::: Records :::
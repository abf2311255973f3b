//! Telemetry error types.

use thiserror::Error;

/// Errors that can occur while setting up telemetry.
#[derive(Debug, Error)]
pub enum TelemetryError {
    /// Failed to initialize logging.
    #[error("Failed to initialize logging: {0}")]
    LoggingInit(String),

    /// Invalid log filter directive.
    #[error("Invalid log filter: {0}")]
    InvalidFilter(String),
}
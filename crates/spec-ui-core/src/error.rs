//! Error types for specification resolution.
//!
//! Every failure the resolver can memoize maps to exactly one HTTP status
//! and one fixed client-facing message. The underlying cause is kept on the
//! variant for logging but never leaks into the response body.

use http::StatusCode;
use serde::Serialize;
use thiserror::Error;

/// Errors that can occur while resolving the specification document.
#[derive(Debug, Clone, PartialEq, Eq, Error)]
pub enum SpecError {
    /// The handler was built without a configuration object.
    #[error("OpenAPI specification handler is not configured")]
    ConfigurationMissing,

    /// The configuration names no specification source.
    #[error("OpenAPI specification file is not set")]
    SourceUnset,

    /// The generator collaborator returned an error.
    #[error("failed to generate OpenAPI schema: {reason}")]
    GenerationFailed {
        /// Underlying cause reported by the generator.
        reason: String,
    },

    /// The selected file source could not be read.
    #[error("OpenAPI specification file is not found: {path}: {reason}")]
    SourceNotFound {
        /// Path that was requested from the source.
        path: String,
        /// Underlying I/O cause.
        reason: String,
    },
}

impl SpecError {
    /// Create a new generation failure.
    pub fn generation_failed(reason: impl Into<String>) -> Self {
        Self::GenerationFailed {
            reason: reason.into(),
        }
    }

    /// Create a new source-not-found error.
    pub fn source_not_found(path: impl Into<String>, reason: impl Into<String>) -> Self {
        Self::SourceNotFound {
            path: path.into(),
            reason: reason.into(),
        }
    }

    /// Returns the HTTP status code for this error.
    ///
    /// Any read failure of a file-backed source is a 404; every other
    /// failure is a 500.
    #[must_use]
    pub fn status_code(&self) -> StatusCode {
        match self {
            Self::SourceNotFound { .. } => StatusCode::NOT_FOUND,
            Self::ConfigurationMissing | Self::SourceUnset | Self::GenerationFailed { .. } => {
                StatusCode::INTERNAL_SERVER_ERROR
            }
        }
    }

    /// Returns the message sent to clients.
    #[must_use]
    pub fn message(&self) -> &'static str {
        match self {
            Self::ConfigurationMissing => "OpenAPI specification handler is not configured",
            Self::SourceUnset => "OpenAPI specification file is not set",
            Self::GenerationFailed { .. } => "failed to generate OpenAPI schema",
            Self::SourceNotFound { .. } => "OpenAPI specification file is not found",
        }
    }

    /// Returns the structured body for this error.
    #[must_use]
    pub fn body(&self) -> ErrorBody {
        ErrorBody {
            status: self.status_code().as_u16(),
            message: self.message(),
        }
    }
}

/// JSON body written for a failed specification request.
///
/// Serializes as `{"status": <code>, "message": <string>}`.
#[derive(Debug, Clone, Copy, PartialEq, Eq, Serialize)]
pub struct ErrorBody {
    /// HTTP status code, repeated in the body.
    pub status: u16,
    /// Human-readable message.
    pub message: &'static str,
}

impl ErrorBody {
    /// Encode the body as JSON bytes.
    #[must_use]
    pub fn to_json(&self) -> Vec<u8> {
        // A struct of a u16 and a str cannot fail to serialize.
        serde_json::to_vec(self).unwrap_or_default()
    }
}

/// Result type for specification resolution.
pub type SpecResult<T> = Result<T, SpecError>;
//! Read-only filesystem compiled into the binary.
//!
//! An [`EmbeddedFs`] is a static table of `(path, bytes)` entries, normally
//! produced with [`embed_files!`](crate::embed_files) and `include_bytes!`.
//! Reads never touch the disk and hand out `'static` slices, so the served
//! body is zero-copy.
//!
//! # Example
//!
//! ```rust,ignore
//! use spec_ui_core::{embed_files, EmbeddedFs};
//!
//! static SPECS: EmbeddedFs = embed_files! {
//!     "openapi.yaml" => "../api/openapi.yaml",
//! };
//!
//! assert!(SPECS.contains("openapi.yaml"));
//! ```

use std::io;

/// A read-only set of files bundled at build time.
#[derive(Debug, Clone, Copy)]
pub struct EmbeddedFs {
    files: &'static [(&'static str, &'static [u8])],
}

impl EmbeddedFs {
    /// Create an embedded filesystem from a static file table.
    #[must_use]
    pub const fn new(files: &'static [(&'static str, &'static [u8])]) -> Self {
        Self { files }
    }

    /// Look up a file, returning `None` when it is absent.
    ///
    /// Leading `/` and `./` segments are ignored on both sides, so
    /// `"/openapi.yaml"`, `"./openapi.yaml"` and `"openapi.yaml"` name the
    /// same entry.
    #[must_use]
    pub fn get(&self, path: &str) -> Option<&'static [u8]> {
        let wanted = normalize(path);
        self.files
            .iter()
            .find(|(name, _)| normalize(name) == wanted)
            .map(|(_, contents)| *contents)
    }

    /// Read a file, failing with [`io::ErrorKind::NotFound`] when it is absent.
    pub fn read(&self, path: &str) -> io::Result<&'static [u8]> {
        self.get(path).ok_or_else(|| {
            io::Error::new(
                io::ErrorKind::NotFound,
                format!("{path} is not in the embedded filesystem"),
            )
        })
    }

    /// Returns true if the file exists.
    #[must_use]
    pub fn contains(&self, path: &str) -> bool {
        self.get(path).is_some()
    }

    /// Iterate over the embedded paths, in table order.
    pub fn paths(&self) -> impl Iterator<Item = &'static str> {
        self.files.iter().map(|(name, _)| *name)
    }

    /// Number of embedded files.
    #[must_use]
    pub fn len(&self) -> usize {
        self.files.len()
    }

    /// Returns true if nothing is embedded.
    #[must_use]
    pub fn is_empty(&self) -> bool {
        self.files.is_empty()
    }
}

fn normalize(mut path: &str) -> &str {
    loop {
        if let Some(rest) = path.strip_prefix("./") {
            path = rest;
        } else if let Some(rest) = path.strip_prefix('/') {
            path = rest;
        } else {
            return path;
        }
    }
}

/// Build an [`EmbeddedFs`] from `name => path` pairs.
///
/// Each path is passed to `include_bytes!`, so it resolves relative to the
/// file invoking the macro. Use it to initialise a `static`.
///
/// ```rust,ignore
/// static SPECS: spec_ui_core::EmbeddedFs = spec_ui_core::embed_files! {
///     "openapi.json" => concat!(env!("CARGO_MANIFEST_DIR"), "/api/openapi.json"),
/// };
/// ```
#[macro_export]
macro_rules! embed_files {
    ($($name:expr => $path:expr),* $(,)?) => {
        $crate::EmbeddedFs::new(&[
            $(($name, include_bytes!($path) as &'static [u8])),*
        ])
    };
}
:::
What you should do: Find the word "occur" in the entries above, then copy each line that holds it.

Solution to this task:
/// Errors that can occur while setting up telemetry.
/// Errors that can occur while resolving the specification document.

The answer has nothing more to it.